Politicians must NOT misuse development aid

Politicians must NOT misuse development aid

This post was written by ONE’s Policy Officer for Development Finance, Isabelle De Lichtervelde.


In 2015, world leaders made important promises to the world’s poorest. They re-committed to spending 0.7% of national income on development aid and agreed that more of it needed to be spent in the 48 least-developed countries (LDCs). The world’s poorest countries.

Now, however, this money is coming under threat.

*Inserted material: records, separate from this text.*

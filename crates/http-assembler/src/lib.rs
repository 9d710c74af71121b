//! Incremental HTTP message reconstruction for the portcullis firewall.
//!
//! This crate turns the raw bytes of one TCP direction back into complete,
//! structured HTTP messages. The [`StreamAssembler`] is stateful across
//! calls: it survives arbitrary fragmentation (a message split at any byte
//! boundary reconstructs identically) and pipelining (one call can complete
//! several back-to-back messages, returned in arrival order). Chunked
//! transfer framing is decoded transparently; produced bodies are the
//! reassembled payloads.
//!
//! The assembler knows nothing about policy or transport. Each produced
//! message records the exact wire span it occupied so the relay can forward
//! approved messages byte-for-byte while holding back bytes that belong to
//! messages still awaiting a verdict.

pub mod assembler;
pub mod message;

// Re-export primary public types at the crate root for convenience.
pub use assembler::{AssembleError, Mode, StreamAssembler};
pub use message::{Message, Request, Response};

These are some of the threats to the life-saving aid we’ve fought so hard for:

  1. Money is being spent at home

In response to the refugee crisis in Europe, governments have started to divert life-saving aid away from the poorest countries to cover the cost of this crisis at home. In 2014, donor countries cut aid to LDCs by almost $2 billion, while increasing the amount they spent at home to cover refugee costs by almost the same amount. And this was just 2014. As a result of the intensification of the crisis, ONE predicts that in-donor refugee costs reported by European donors could rise to more than USD 10 billion in 2016.

On February 18-19, the Organisation for Economic Co-operation and Development (OECD) will meet to discuss redefining what can count as aid, including whether the money being spent on refugees at home should be included.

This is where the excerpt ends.